What would help now would be more people who understand that just because I can't, it doesn't mean I don't want to. More people who understand that I am trying my absolute best, and yes, it isn't equal to what other people can give at their best, and yes it doesn't fit into what people normally do at my age, but it is my current best. So many people have moved out of my life because I can't keep up with them or give them what they want; you definitely learn who you're true friends are when you decline social offers and the like, and then never hear from them again! This time in my life is bloody hard, and I just don't need people giving up on me; it makes me weaker and the struggle is so much harder. People in my situation come to rely on other people, and when that network gets smaller, although it leaves you with the people you can really trust and count on, it makes you feel insignificant, misunderstood, let down and thrown aside. I am a very forgiving person though! I do understand how it would feel for other people, and I would forgive and welcome them back into my life!!

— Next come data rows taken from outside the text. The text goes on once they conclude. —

//! ESRI ASCII grid parsing and emission.
//!
//! The ASCII grid format carries a six-line header (`ncols`, `nrows`,
//! `xllcorner`, `yllcorner`, `cellsize`, optional `NODATA_value`) followed
//! by row-major cell values. The header's georeferencing fields become a
//! [`SpatialReference`] that rides along with the grid purely as
//! pass-through data for eventual output writing -- the simulation never
//! reads it.
//!
//! Rows are stored top-down as in the source files; the engine is
//! orientation-agnostic, so no flipping happens on either side.

use std::path::Path;

use serde::{Deserialize, Serialize};
use sprawl_raster::RasterGrid;
use sprawl_types::GridShape;
use tracing::debug;

use crate::error::IoError;

/// Georeferencing metadata carried alongside a grid.
///
/// Opaque to the engine: parsed on read, emitted unchanged on write.
#[derive(Debug, Clone, Copy, PartialEq, Serialize, Deserialize)]
pub struct SpatialReference {
    /// X coordinate of the lower-left corner.
    pub xllcorner: f64,
    /// Y coordinate of the lower-left corner.
    pub yllcorner: f64,
    /// Cell edge length in map units.
    pub cellsize: f64,
    /// No-data sentinel declared by the file, if any.
    pub nodata: Option<f32>,
}

/// Read an ESRI ASCII grid.
///
/// `nodata_override` takes precedence over the file's `NODATA_value`
/// header when deriving cell validity; the sentinel is a per-call choice
/// because land-cover and continuous layers use different conventions.
///
/// # Errors
///
/// Returns [`IoError::NotFound`] if the file is absent,
/// [`IoError::Unreadable`] on any other read failure, and
/// [`IoError::Malformed`] when the content is not a valid grid.
pub fn read_ascii_grid(
    path: &Path,
    nodata_override: Option<f32>,
) -> Result<(RasterGrid, SpatialReference), IoError> {
    let contents = std::fs::read_to_string(path).map_err(|source| {
        if source.kind() == std::io::ErrorKind::NotFound {
            IoError::NotFound {
                path: path.to_path_buf(),
            }
        } else {
            IoError::Unreadable {
                path: path.to_path_buf(),
                source,
            }
        }
    })?;

    let mut lines = contents.lines().enumerate();

    let cols = parse_header_field(path, &mut lines, "ncols")?;
    let rows = parse_header_field(path, &mut lines, "nrows")?;
    let xllcorner = parse_header_field(path, &mut lines, "xllcorner")?;
    let yllcorner = parse_header_field(path, &mut lines, "yllcorner")?;
    let cellsize = parse_header_field(path, &mut lines, "cellsize")?;

    let cols = to_extent(path, cols)?;
    let rows = to_extent(path, rows)?;
    let shape = GridShape::new(rows, cols);

    // The NODATA_value line is optional; anything else is already data.
    let mut nodata = None;
    let mut values: Vec<f32> = Vec::with_capacity(shape.cell_count());
    for (index, line) in lines {
        let mut tokens = line.split_whitespace().peekable();
        let Some(&first) = tokens.peek() else {
            continue;
        };
        if values.is_empty() && nodata.is_none() && first.eq_ignore_ascii_case("nodata_value") {
            tokens.next();
            let value = tokens.next().ok_or_else(|| IoError::Malformed {
                path: path.to_path_buf(),
                line: index.saturating_add(1),
                message: String::from("NODATA_value without a value"),
            })?;
            nodata = Some(parse_value(path, index, value)?);
            continue;
        }
        for token in tokens {
            values.push(parse_value(path, index, token)?);
        }
    }

    if values.len() != shape.cell_count() {
        return Err(IoError::Malformed {
            path: path.to_path_buf(),
            line: contents.lines().count(),
            message: format!(
                "expected {} cell values for {shape}, found {}",
                shape.cell_count(),
                values.len()
            ),
        });
    }

    let sentinel = nodata_override.or(nodata);
    let grid = RasterGrid::from_values(shape, values, sentinel).map_err(|source| {
        IoError::Raster {
            path: path.to_path_buf(),
            source,
        }
    })?;
    let reference = SpatialReference {
        xllcorner,
        yllcorner,
        cellsize,
        nodata,
    };
    debug!(path = %path.display(), extent = %shape, "raster read");
    Ok((grid, reference))
}

/// Write a grid as an ESRI ASCII raster, creating intermediate directories
/// as needed.
///
/// Invalid cells are emitted as the reference's no-data sentinel when one
/// is declared; without a sentinel their raw values are written.
///
/// # Errors
///
/// Returns [`IoError::WriteFailed`] if a directory or the file itself
/// cannot be created -- emission never fails silently.
pub fn write_ascii_grid(
    grid: &RasterGrid,
    path: &Path,
    reference: &SpatialReference,
) -> Result<(), IoError> {
    if let Some(parent) = path.parent()
        && !parent.as_os_str().is_empty()
    {
        std::fs::create_dir_all(parent).map_err(|source| IoError::WriteFailed {
            path: path.to_path_buf(),
            source,
        })?;
    }

    let shape = grid.shape();
    let mut out = String::new();
    out.push_str(&format!("ncols {}\n", shape.cols));
    out.push_str(&format!("nrows {}\n", shape.rows));
    out.push_str(&format!("xllcorner {}\n", reference.xllcorner));
    out.push_str(&format!("yllcorner {}\n", reference.yllcorner));
    out.push_str(&format!("cellsize {}\n", reference.cellsize));
    if let Some(sentinel) = reference.nodata {
        out.push_str(&format!("NODATA_value {sentinel}\n"));
    }

    for (row_values, row_validity) in grid
        .values()
        .chunks(shape.cols.max(1))
        .zip(grid.validity().chunks(shape.cols.max(1)))
    {
        let mut first = true;
        for (&value, &valid) in row_values.iter().zip(row_validity.iter()) {
            if !first {
                out.push(' ');
            }
            first = false;
            let emitted = match reference.nodata {
                Some(sentinel) if !valid => sentinel,
                _ => value,
            };
            out.push_str(&emitted.to_string());
        }
        out.push('\n');
    }

    std::fs::write(path, out).map_err(|source| IoError::WriteFailed {
        path: path.to_path_buf(),
        source,
    })?;
    debug!(path = %path.display(), extent = %shape, "raster written");
    Ok(())
}

/// Parse one `key value` header line, enforcing the expected key.
fn parse_header_field<'a, I>(
    path: &Path,
    lines: &mut I,
    expected: &str,
) -> Result<f64, IoError>
where
    I: Iterator<Item = (usize, &'a str)>,
{
    let (index, line) = lines.next().ok_or_else(|| IoError::Malformed {
        path: path.to_path_buf(),
        line: 0,
        message: format!("missing header field {expected}"),
    })?;
    let mut tokens = line.split_whitespace();
    let key = tokens.next().unwrap_or_default();
    if !key.eq_ignore_ascii_case(expected) {
        return Err(IoError::Malformed {
            path: path.to_path_buf(),
            line: index.saturating_add(1),
            message: format!("expected header field {expected}, found {key}"),
        });
    }
    let value = tokens.next().ok_or_else(|| IoError::Malformed {
        path: path.to_path_buf(),
        line: index.saturating_add(1),
        message: format!("header field {expected} without a value"),
    })?;
    value.parse::<f64>().map_err(|_| IoError::Malformed {
        path: path.to_path_buf(),
        line: index.saturating_add(1),
        message: format!("header field {expected} is not numeric: {value}"),
    })
}

/// Convert a parsed header number into a cell-count extent.
fn to_extent(path: &Path, value: f64) -> Result<usize, IoError> {
    if value.fract() != 0.0 || value < 1.0 || value > 1e9 {
        return Err(IoError::Malformed {
            path: path.to_path_buf(),
            line: 1,
            message: format!("grid extent must be a positive integer, found {value}"),
        });
    }
    // Range-checked just above.
    #[allow(clippy::cast_possible_truncation, clippy::cast_sign_loss)]
    Ok(value as usize)
}

/// Parse one cell value token.
fn parse_value(path: &Path, line_index: usize, token: &str) -> Result<f32, IoError> {
    token.parse::<f32>().map_err(|_| IoError::Malformed {
        path: path.to_path_buf(),
        line: line_index.saturating_add(1),
        message: format!("cell value is not numeric: {token}"),
    })
}

#[cfg(test)]
#[allow(clippy::unwrap_used, clippy::indexing_slicing)]
mod tests {
    use std::path::PathBuf;
    use std::sync::atomic::{AtomicUsize, Ordering};

    use super::*;

    static COUNTER: AtomicUsize = AtomicUsize::new(0);

    fn scratch_path(name: &str) -> PathBuf {
        let unique = COUNTER.fetch_add(1, Ordering::SeqCst);
        std::env::temp_dir().join(format!(
            "sprawl-io-test-{}-{unique}-{name}",
            std::process::id()
        ))
    }

    fn sample_reference() -> SpatialReference {
        SpatialReference {
            xllcorner: 500_000.0,
            yllcorner: 4_100_000.0,
            cellsize: 30.0,
            nodata: Some(-9999.0),
        }
    }

    #[test]
    fn write_then_read_round_trips_values_and_reference() {
        let shape = GridShape::new(2, 3);
        let grid = RasterGrid::from_values(
            shape,
            vec![1.0, 2.0, -9999.0, 4.0, 5.5, 6.0],
            Some(-9999.0),
        )
        .unwrap();
        let path = scratch_path("round-trip.asc");

        write_ascii_grid(&grid, &path, &sample_reference()).unwrap();
        let (back, reference) = read_ascii_grid(&path, None).unwrap();

        assert_eq!(back.shape(), shape);
        assert_eq!(back.values(), grid.values());
        assert_eq!(back.validity(), grid.validity());
        assert_eq!(reference, sample_reference());
        std::fs::remove_file(&path).ok();
    }

    #[test]
    fn missing_file_is_not_found_not_unreadable() {
        let err = read_ascii_grid(&scratch_path("absent.asc"), None).unwrap_err();
        assert!(matches!(err, IoError::NotFound { .. }));
    }

    #[test]
    fn bad_header_is_malformed_with_its_line() {
        let path = scratch_path("bad-header.asc");
        std::fs::write(&path, "ncols 2\nnrows x\n").unwrap();
        let err = read_ascii_grid(&path, None).unwrap_err();
        assert!(matches!(err, IoError::Malformed { line: 2, .. }));
        std::fs::remove_file(&path).ok();
    }

    #[test]
    fn short_value_section_is_malformed() {
        let path = scratch_path("short.asc");
        std::fs::write(
            &path,
            "ncols 2\nnrows 2\nxllcorner 0\nyllcorner 0\ncellsize 1\n1 2 3\n",
        )
        .unwrap();
        let err = read_ascii_grid(&path, None).unwrap_err();
        assert!(matches!(err, IoError::Malformed { .. }));
        std::fs::remove_file(&path).ok();
    }

    #[test]
    fn nodata_header_is_optional_and_override_wins() {
        let path = scratch_path("no-nodata.asc");
        std::fs::write(
            &path,
            "ncols 2\nnrows 1\nxllcorner 0\nyllcorner 0\ncellsize 1\n7 0\n",
        )
        .unwrap();
        let (grid, reference) = read_ascii_grid(&path, Some(0.0)).unwrap();
        assert_eq!(reference.nodata, None);
        // The override marked the 0 cell invalid.
        assert_eq!(grid.validity(), &[true, false]);
        std::fs::remove_file(&path).ok();
    }

    #[test]
    fn writing_creates_intermediate_directories() {
        let dir = scratch_path("nested-dir");
        let path = dir.join("deeper").join("out.asc");
        let grid = RasterGrid::filled(GridShape::new(1, 2), 1.0);

        write_ascii_grid(&grid, &path, &sample_reference()).unwrap();
        assert!(path.exists());
        std::fs::remove_dir_all(&dir).ok();
    }
}
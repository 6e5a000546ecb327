//! Configuration loading and typed config structures for the simulation.
//!
//! The canonical configuration lives in `sprawl-config.yaml` at the project
//! root. This module defines strongly-typed structs that mirror the YAML
//! structure, and provides a loader that reads, applies environment
//! overrides, and validates the file.
//!
//! Allocation and oracle sections carry defaults matching the design
//! values; input, factor, and output sections are required, since there is
//! no sensible default for the caller's file layout.

use std::collections::BTreeMap;
use std::path::{Path, PathBuf};

use serde::Deserialize;

/// Errors that can occur when loading configuration.
#[derive(Debug, thiserror::Error)]
pub enum ConfigError {
    /// Failed to read the configuration file from disk.
    #[error("failed to read config file: {source}")]
    Io {
        /// The underlying I/O error.
        #[from]
        source: std::io::Error,
    },

    /// Failed to parse YAML content.
    #[error("failed to parse config YAML: {source}")]
    Yaml {
        /// The underlying YAML parse error.
        source: serde_yml::Error,
    },

    /// The configuration parsed but violates a semantic constraint.
    #[error("invalid configuration: {message}")]
    Invalid {
        /// Description of the violated constraint.
        message: String,
    },
}

impl From<serde_yml::Error> for ConfigError {
    fn from(source: serde_yml::Error) -> Self {
        Self::Yaml { source }
    }
}

/// Top-level simulation configuration.
///
/// Mirrors the structure of `sprawl-config.yaml`.
#[derive(Debug, Clone, PartialEq, Deserialize)]
pub struct SimulationConfig {
    /// Observed land-cover input grids.
    pub inputs: InputConfig,

    /// Driver-factor layers and the restricted-factor designation.
    pub factors: FactorsConfig,

    /// Growth allocation parameters.
    #[serde(default)]
    pub allocation: AllocationConfig,

    /// Built-in logistic oracle parameters.
    #[serde(default)]
    pub oracle: OracleConfig,

    /// Output artifact paths.
    pub output: OutputConfig,
}

impl SimulationConfig {
    /// Load configuration from a YAML file at the given path.
    ///
    /// Environment variables override YAML values for output paths:
    /// - `SPRAWL_OUTPUT_RASTER` overrides `output.raster`
    /// - `SPRAWL_OUTPUT_SUMMARY` overrides `output.summary`
    ///
    /// # Errors
    ///
    /// Returns [`ConfigError::Io`] if the file cannot be read,
    /// [`ConfigError::Yaml`] if the content is not valid YAML, or
    /// [`ConfigError::Invalid`] if a semantic constraint is violated.
    pub fn from_file(path: &Path) -> Result<Self, ConfigError> {
        let contents = std::fs::read_to_string(path)?;
        Self::parse(&contents)
    }

    /// Parse configuration from a YAML string.
    ///
    /// # Errors
    ///
    /// Returns [`ConfigError::Yaml`] on a parse failure or
    /// [`ConfigError::Invalid`] on a constraint violation.
    pub fn parse(yaml: &str) -> Result<Self, ConfigError> {
        let mut config: Self = serde_yml::from_str(yaml)?;
        config.output.apply_env_overrides();
        config.validate()?;
        Ok(config)
    }

    /// Check semantic constraints the type system cannot express.
    fn validate(&self) -> Result<(), ConfigError> {
        self.allocation.validate()?;

        if self.factors.layers.is_empty() {
            return Err(ConfigError::Invalid {
                message: String::from("factors.layers must name at least one layer"),
            });
        }
        let mut seen = BTreeMap::new();
        for layer in &self.factors.layers {
            if seen.insert(layer.id, ()).is_some() {
                return Err(ConfigError::Invalid {
                    message: format!("factors.layers repeats id {}", layer.id),
                });
            }
        }
        if !seen.contains_key(&self.factors.restricted_id) {
            return Err(ConfigError::Invalid {
                message: format!(
                    "factors.restricted_id {} names no configured layer",
                    self.factors.restricted_id
                ),
            });
        }
        Ok(())
    }
}

/// Observed land-cover input grids.
#[derive(Debug, Clone, PartialEq, Deserialize)]
pub struct InputConfig {
    /// Path of the observed starting land-cover raster.
    pub initial: PathBuf,

    /// Path of the observed future land-cover raster.
    pub observed_future: PathBuf,

    /// No-data sentinel for the land-cover grids.
    #[serde(default = "default_land_cover_nodata")]
    pub nodata: f32,
}

/// Driver-factor configuration.
#[derive(Debug, Clone, PartialEq, Deserialize)]
pub struct FactorsConfig {
    /// Identifier of the layer interpreted as the hard no-build zone mask.
    /// An explicit field: nothing in the engine hardcodes which factor is
    /// restricted.
    pub restricted_id: u16,

    /// The driver layers, one entry per factor.
    pub layers: Vec<FactorLayerConfig>,
}

/// One driver-factor layer.
#[derive(Debug, Clone, PartialEq, Deserialize)]
pub struct FactorLayerConfig {
    /// The factor identifier; ascending order is the canonical feature
    /// order, so assignments must stay stable across runs of one model.
    pub id: u16,

    /// Path of the layer's raster file.
    pub path: PathBuf,

    /// Whether to apply `ln(1 + value)` before normalization. In this
    /// domain exactly the central-business-district distance layer wants
    /// it.
    #[serde(default)]
    pub log_transform: bool,

    /// No-data sentinel for this layer.
    #[serde(default = "default_factor_nodata")]
    pub nodata: f32,
}

/// Growth allocation parameters.
#[derive(Debug, Clone, PartialEq, Deserialize)]
pub struct AllocationConfig {
    /// Number of allocation iterations.
    #[serde(default = "default_iterations")]
    pub iterations: u32,

    /// Nominal tile side length for probability assembly.
    #[serde(default = "default_tile_size")]
    pub tile_size: usize,

    /// Weight of the neighborhood influence surface in the combination.
    #[serde(default = "default_neighborhood_weight")]
    pub neighborhood_weight: f32,

    /// Multiplier applied to the pressure scalar after every iteration.
    #[serde(default = "default_pressure_decay")]
    pub pressure_decay: f32,
}

impl AllocationConfig {
    /// Check allocation constraints.
    fn validate(&self) -> Result<(), ConfigError> {
        if self.iterations == 0 {
            return Err(ConfigError::Invalid {
                message: String::from("allocation.iterations must be at least 1"),
            });
        }
        if self.tile_size == 0 {
            return Err(ConfigError::Invalid {
                message: String::from("allocation.tile_size must be at least 1"),
            });
        }
        if !(self.pressure_decay > 0.0 && self.pressure_decay <= 1.0) {
            return Err(ConfigError::Invalid {
                message: String::from("allocation.pressure_decay must be in (0, 1]"),
            });
        }
        if !(self.neighborhood_weight >= 0.0 && self.neighborhood_weight.is_finite()) {
            return Err(ConfigError::Invalid {
                message: String::from("allocation.neighborhood_weight must be finite and >= 0"),
            });
        }
        Ok(())
    }
}

impl Default for AllocationConfig {
    fn default() -> Self {
        Self {
            iterations: default_iterations(),
            tile_size: default_tile_size(),
            neighborhood_weight: default_neighborhood_weight(),
            pressure_decay: default_pressure_decay(),
        }
    }
}

/// Built-in logistic oracle parameters.
#[derive(Debug, Clone, Default, PartialEq, Deserialize)]
pub struct OracleConfig {
    /// Intercept of the logistic combination.
    #[serde(default)]
    pub bias: f32,

    /// Per-factor weights, keyed by factor id. Missing factors weigh zero.
    #[serde(default)]
    pub weights: BTreeMap<u16, f32>,
}

/// Output artifact paths.
#[derive(Debug, Clone, PartialEq, Deserialize)]
pub struct OutputConfig {
    /// Path the final working-state raster is written to.
    pub raster: PathBuf,

    /// Path the JSON run summary is written to.
    pub summary: PathBuf,
}

impl OutputConfig {
    /// Apply environment-variable overrides for output paths.
    fn apply_env_overrides(&mut self) {
        if let Ok(path) = std::env::var("SPRAWL_OUTPUT_RASTER") {
            self.raster = PathBuf::from(path);
        }
        if let Ok(path) = std::env::var("SPRAWL_OUTPUT_SUMMARY") {
            self.summary = PathBuf::from(path);
        }
    }
}

fn default_land_cover_nodata() -> f32 {
    0.0
}

fn default_factor_nodata() -> f32 {
    -9999.0
}

const fn default_iterations() -> u32 {
    10
}

const fn default_tile_size() -> usize {
    64
}

fn default_neighborhood_weight() -> f32 {
    0.9
}

fn default_pressure_decay() -> f32 {
    0.5
}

I am (hopefully!) getting really close to finding a solution to my health problems. I am confident that soon I will be more of the me that I used to be. I really hope so. I will have gone through this, and learnt so much. Who is important to me, who I am important to, what my goals are for my life, where my strength comes from. So many people do not have the prospect of getting better, and their motivation to keep going is truly inspiring. Everyone can help eachother, with a little trust and understanding, with love and support, everyone can keep people who are struggling going.